PLOT: A deskbound FBI agent sneaks back into the field -- posing as a large black housekeeper and nanny to a rich uptight white family -- in hopes of nabbing the designer of a terrorist computer "worm."
There's one thing that's "better" about Big Momma's House 2, Martin Lawrence's utterly formulaic "family" sequel to his earlier hit. His FBI agent character is much better at getting in and out of that obese Momma suit.
He's so good, in fact, and so seamless, that "Big Momma" can go to a spa filled with Victoria's Secret models, get naked under a towel and be worked on by a professional masseuse with no one the wiser.
An Oscar-winning makeup artist couldn't pull that off. (And that might be the only time you see Big Momma's House 2 and "Oscar" in the same sentence).

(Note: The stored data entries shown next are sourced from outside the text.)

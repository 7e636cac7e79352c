//! Payment processor webhook.
//!
//! Any non-2xx reply makes the processor redeliver, so only genuine
//! fulfilment failures return 5xx.

use axum::{
    extract::{rejection::JsonRejection, State},
    http::{HeaderMap, StatusCode},
    Json,
};
use serde::{Deserialize, Serialize};

use crate::http::auth::webhook_secret_matches;
use crate::http::server::AppState;
use crate::payments::{process_payment, Fulfilment, FulfilmentError, PaymentEvent};

#[derive(Debug, Serialize, Deserialize, PartialEq)]
pub struct WebhookReply {
    pub received: bool,
    #[serde(default, skip_serializing_if = "Option::is_none")]
    pub status: Option<String>,
    #[serde(default, skip_serializing_if = "Option::is_none")]
    pub processed: Option<bool>,
    #[serde(default, skip_serializing_if = "Option::is_none")]
    pub error: Option<String>,
}

impl WebhookReply {
    fn rejected(error: impl Into<String>) -> Self {
        Self {
            received: false,
            status: None,
            processed: None,
            error: Some(error.into()),
        }
    }

    fn handled(fulfilment: &Fulfilment) -> Self {
        Self {
            received: true,
            status: Some(fulfilment.status().to_string()),
            processed: Some(matches!(
                fulfilment,
                Fulfilment::Esim { .. } | Fulfilment::Topup { .. }
            )),
            error: None,
        }
    }

    fn failed(error: &FulfilmentError) -> Self {
        Self {
            received: true,
            status: None,
            processed: Some(false),
            error: Some(error.to_string()),
        }
    }
}

/// `POST /api/webhooks/payment`.
pub async fn payment_webhook(
    State(state): State<AppState>,
    headers: HeaderMap,
    payload: Result<Json<PaymentEvent>, JsonRejection>,
) -> (StatusCode, Json<WebhookReply>) {
    if !webhook_secret_matches(&headers, &state.config.payments.webhook_secret) {
        tracing::warn!("Webhook rejected: missing or invalid secret");
        return (
            StatusCode::UNAUTHORIZED,
            Json(WebhookReply::rejected("invalid webhook secret")),
        );
    }

    let Json(event) = match payload {
        Ok(p) => p,
        Err(rejection) => {
            tracing::warn!(error = %rejection.body_text(), "Webhook payload rejected");
            return (
                StatusCode::BAD_REQUEST,
                Json(WebhookReply::rejected(rejection.body_text())),
            );
        }
    };

    let outcome = process_payment(
        &event,
        state.reseller.as_ref(),
        state.store.as_ref(),
        &state.config.payments.default_currency,
    )
    .await;

    match outcome {
        Ok(fulfilment) => (StatusCode::OK, Json(WebhookReply::handled(&fulfilment))),
        Err(e @ FulfilmentError::InProgress(_)) => (StatusCode::CONFLICT, Json(WebhookReply::failed(&e))),
        Err(e) => (
            StatusCode::INTERNAL_SERVER_ERROR,
            Json(WebhookReply::failed(&e)),
        ),
    }
}

#[cfg(test)]
mod tests {
    use super::*;

    #[test]
    fn test_reply_shapes() {
        let done = WebhookReply::handled(&Fulfilment::Esim {
            order_id: "1".into(),
            iccid: None,
        });
        assert_eq!(done.status.as_deref(), Some("fulfilled"));
        assert_eq!(done.processed, Some(true));

        let skipped = serde_json::to_value(WebhookReply::handled(&Fulfilment::NotPaid)).unwrap();
        assert_eq!(
            skipped,
            serde_json::json!({ "received": true, "status": "payment_not_paid", "processed": false })
        );
    }
}
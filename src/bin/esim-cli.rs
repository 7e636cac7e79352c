use std::path::PathBuf;

use clap::{Parser, Subcommand};
use serde::Serialize;
use serde_json::json;

use esim_gateway::config::{self, GatewayConfig};
use esim_gateway::observability::logging;
use esim_gateway::reseller::{OrderRequest, ResellerClient};
use esim_gateway::resilience::generate_idempotency_key;

#[derive(Parser)]
#[command(name = "esim-cli")]
#[command(about = "Operator CLI for the reseller API", long_about = None)]
struct Cli {
    /// Gateway config file. Defaults plus environment when omitted.
    #[arg(short, long, env = "ESIM_GATEWAY_CONFIG")]
    config: Option<PathBuf>,

    #[command(subcommand)]
    command: Commands,
}

#[derive(Subcommand)]
enum Commands {
    /// Fetch an access token and report its validity
    Token,
    /// List packages for an ISO country code
    Packages { country: String },
    /// Place an order for one package
    Order {
        package: String,
        #[arg(long, default_value_t = 1)]
        quantity: u32,
        #[arg(long)]
        description: Option<String>,
        /// Reuse the key printed by an earlier attempt
        #[arg(long)]
        idempotency_key: Option<String>,
    },
    /// Show an order
    GetOrder { id: String },
    /// List top-ups available for a SIM
    Topups { iccid: String },
    /// Show data usage for a SIM
    Usage { iccid: String },
    /// Generate an idempotency key
    Key { prefix: String, parts: Vec<String> },
}

#[tokio::main]
async fn main() -> Result<(), Box<dyn std::error::Error>> {
    let cli = Cli::parse();
    let config: GatewayConfig = match &cli.config {
        Some(path) => config::load_config(path)?,
        None => config::loader::from_env()?,
    };
    logging::init_logging(&config.observability);

    if let Commands::Key { prefix, parts } = &cli.command {
        println!("{}", generate_idempotency_key(prefix, parts));
        return Ok(());
    }

    let client = ResellerClient::from_config(&config.reseller)?;

    match cli.command {
        Commands::Token => {
            let token = client.access_token().await?;
            print_json(&json!({ "ok": true, "token_prefix": token.chars().take(8).collect::<String>() }))?;
        }
        Commands::Packages { country } => {
            print_json(&client.packages(&country).await?)?;
        }
        Commands::Order {
            package,
            quantity,
            description,
            idempotency_key,
        } => {
            let mut order = OrderRequest::sim(&package);
            order.quantity = quantity;
            order.description = description;
            let key = idempotency_key.unwrap_or_else(|| generate_idempotency_key("order", [&package]));
            eprintln!("Idempotency-Key: {}", key);
            print_json(&client.create_order(&order, &key).await?)?;
        }
        Commands::GetOrder { id } => {
            print_json(&client.order(&id).await?)?;
        }
        Commands::Topups { iccid } => {
            print_json(&client.topups(&iccid).await?)?;
        }
        Commands::Usage { iccid } => {
            print_json(&client.usage(&iccid).await?)?;
        }
        Commands::Key { .. } => {}
    }

    Ok(())
}

fn print_json<T: Serialize>(value: &T) -> Result<(), serde_json::Error> {
    println!("{}", serde_json::to_string_pretty(value)?);
    Ok(())
}

#[cfg(test)]
mod tests {
    use super::*;
    use clap::CommandFactory;

    #[test]
    fn test_cli_definition() {
        Cli::command().debug_assert();
    }

    #[test]
    fn test_order_arguments() {
        let cli = Cli::try_parse_from([
            "esim-cli",
            "order",
            "fr-1gb",
            "--quantity",
            "2",
            "--idempotency-key",
            "order-fr-1gb-1-abc",
        ])
        .unwrap();

        match cli.command {
            Commands::Order {
                package,
                quantity,
                description,
                idempotency_key,
            } => {
                assert_eq!(package, "fr-1gb");
                assert_eq!(quantity, 2);
                assert_eq!(description, None);
                assert_eq!(idempotency_key.as_deref(), Some("order-fr-1gb-1-abc"));
            }
            _ => panic!("expected order"),
        }
    }

    #[test]
    fn test_key_takes_trailing_parts() {
        let cli = Cli::try_parse_from(["esim-cli", "key", "topup", "8944500", "fr-1gb"]).unwrap();
        let Commands::Key { prefix, parts } = cli.command else {
            panic!("expected key");
        };
        assert_eq!(prefix, "topup");
        assert_eq!(parts, vec!["8944500", "fr-1gb"]);
    }

    #[test]
    fn test_subcommand_is_required() {
        assert!(Cli::try_parse_from(["esim-cli"]).is_err());
    }
}
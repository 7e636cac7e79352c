//! Authenticated reseller proxy routes.
//!
//! The browser never talks to the reseller directly: it names an endpoint and
//! the gateway relays it with the server-side token and retry policy.

use axum::{
    extract::{rejection::JsonRejection, Path, State},
    http::StatusCode,
    Json,
};
use reqwest::Method;
use serde::{Deserialize, Serialize};
use serde_json::Value;

use crate::http::server::AppState;
use crate::reseller::ResellerError;

#[derive(Debug, Deserialize)]
pub struct ProxyRequest {
    pub endpoint: String,
    #[serde(default = "default_method")]
    pub method: String,
    #[serde(default)]
    pub body: Option<Value>,
}

fn default_method() -> String {
    "GET".to_string()
}

/// `{ success, data?, error? }`.
#[derive(Debug, Serialize, Deserialize, PartialEq)]
pub struct ProxyResponse {
    pub success: bool,
    #[serde(default, skip_serializing_if = "Option::is_none")]
    pub data: Option<Value>,
    #[serde(default, skip_serializing_if = "Option::is_none")]
    pub error: Option<String>,
}

impl ProxyResponse {
    pub fn ok(data: Value) -> Self {
        Self {
            success: true,
            data: Some(data),
            error: None,
        }
    }

    pub fn failure(error: impl Into<String>) -> Self {
        Self {
            success: false,
            data: None,
            error: Some(error.into()),
        }
    }
}

type Reply = (StatusCode, Json<ProxyResponse>);

fn reply(status: StatusCode, body: ProxyResponse) -> Reply {
    (status, Json(body))
}

/// Upstream 4xx/5xx statuses are mirrored; anything else is a bad gateway.
pub fn upstream_status(last_status: Option<u16>) -> StatusCode {
    last_status
        .filter(|s| (400..600).contains(s))
        .and_then(|s| StatusCode::from_u16(s).ok())
        .unwrap_or(StatusCode::BAD_GATEWAY)
}

fn parse_method(method: &str) -> Option<Method> {
    match method.to_ascii_uppercase().as_str() {
        "GET" => Some(Method::GET),
        "POST" => Some(Method::POST),
        "PUT" => Some(Method::PUT),
        "PATCH" => Some(Method::PATCH),
        "DELETE" => Some(Method::DELETE),
        _ => None,
    }
}

/// `POST /api/reseller`.
pub async fn reseller_proxy(
    State(state): State<AppState>,
    payload: Result<Json<ProxyRequest>, JsonRejection>,
) -> Reply {
    let Json(request) = match payload {
        Ok(p) => p,
        Err(rejection) => {
            return reply(StatusCode::BAD_REQUEST, ProxyResponse::failure(rejection.body_text()));
        }
    };

    let Some(method) = parse_method(&request.method) else {
        return reply(
            StatusCode::BAD_REQUEST,
            ProxyResponse::failure(format!("Unsupported method '{}'", request.method)),
        );
    };

    tracing::debug!(endpoint = %request.endpoint, method = %method, "Proxying reseller call");
    match state
        .reseller
        .forward(&request.endpoint, method, request.body.as_ref())
        .await
    {
        Ok(result) => {
            let status = upstream_status(result.last_status);
            match result.outcome {
                Ok(data) => reply(StatusCode::OK, ProxyResponse::ok(data)),
                Err(e) => reply(status, ProxyResponse::failure(e.to_string())),
            }
        }
        Err(e @ ResellerError::InvalidEndpoint(_)) => {
            reply(StatusCode::BAD_REQUEST, ProxyResponse::failure(e.to_string()))
        }
        Err(e) => {
            // Token acquisition failed; the caller's request was never sent.
            reply(StatusCode::BAD_GATEWAY, ProxyResponse::failure(e.to_string()))
        }
    }
}

/// `GET /api/topups/{iccid}`.
pub async fn topups(State(state): State<AppState>, Path(iccid): Path<String>) -> Reply {
    match state.reseller.topups(&iccid).await {
        Ok(data) => reply(StatusCode::OK, ProxyResponse::ok(data)),
        Err(e @ ResellerError::InvalidIdentifier(_)) => {
            reply(StatusCode::BAD_REQUEST, ProxyResponse::failure(e.to_string()))
        }
        Err(e) => reply(
            StatusCode::INTERNAL_SERVER_ERROR,
            ProxyResponse::failure(format!("Failed to fetch top-up data: {}", e)),
        ),
    }
}

#[cfg(test)]
mod tests {
    use super::*;

    #[test]
    fn test_upstream_status_mapping() {
        assert_eq!(upstream_status(Some(404)), StatusCode::NOT_FOUND);
        assert_eq!(upstream_status(Some(503)), StatusCode::SERVICE_UNAVAILABLE);
        assert_eq!(upstream_status(Some(200)), StatusCode::BAD_GATEWAY);
        assert_eq!(upstream_status(None), StatusCode::BAD_GATEWAY);
    }

    #[test]
    fn test_method_parsing() {
        assert_eq!(parse_method("get"), Some(Method::GET));
        assert_eq!(parse_method("Delete"), Some(Method::DELETE));
        assert_eq!(parse_method("TRACE"), None);
    }

    #[test]
    fn test_request_defaults_to_get() {
        let r: ProxyRequest = serde_json::from_str(r#"{"endpoint":"/packages"}"#).unwrap();
        assert_eq!(r.method, "GET");
        assert!(r.body.is_none());
    }

    #[test]
    fn test_response_omits_empty_fields() {
        let json = serde_json::to_value(ProxyResponse::failure("nope")).unwrap();
        assert_eq!(json, serde_json::json!({ "success": false, "error": "nope" }));
    }
}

It's a cheap latex plot device that sets up the movie's only real reason to live -- a random series of sight gags based on a guy passing as a fat woman in a thong (and all given away for free in the trailers).
There's Big Momma leading a bunch of little schoolgirls in booty-shaking cheerleading lessons. There she is in Bo Derek cornrows, bouncing down the beach. And, hey, we already mentioned the spa. Wait'll you see what happens when they put "hot stones" on her back!
What's really startling is that this movie, marketed to attract black audiences, is whiter than a Woody Allen movie (Nia Long, from the first movie, is back as F.B.I. agent Malcolm Turner's wife, but her role is practically a cameo). What we get instead is Mrs. Doubtfire, merged with that old chestnut, the "magical Black man" who straightens out screwed-up white people.
Malcolm, as Big Momma, moves in with a rich, white family and teaches the goth teenaged girl to straighten up, the pre-teen how to be fly, the mom to loosen up and the dad to spend more time with his kids.
How this comes to be is almost inconsequential, but here goes. Malcolm's former partner (who we never see) is killed by bad guys who are trying to get their hands on a terrorist "worm" computer virus. The inventor of the worm (Mark Moses) is the dad in the screwed-up yuppie family. So Malcolm -- who has promised his wife Sherry he'll stay out of the field -- lies to her about attending a convention and goes undercover. (She finds his Big Momma thong and assumes he's having an affair, apparently forgetting that he was undercover as Big Momma when they met in the first movie).
Details, details. What we're really here to see (or not) is Malcolm bouncing around like Jabba the Hutt with game. The kids are cute, and the "two kinds of crazy" three-year-old likes to throw himself off high places. His "thumps" provide the biggest laughs in the movie, but even that well dries up by the time the big group-hug takes place at the end.
BOTTOM LINE: What, Big Momma becomes Big Nanny isn't warning enough? This family-oriented sequel to a not-exactly-a-classic original trades its black matriarch theme for a Hollywood cliche -- the "magical black man" who straightens out screwed-up white people (with a little Mrs. Doubtfire tossed into the bland formula).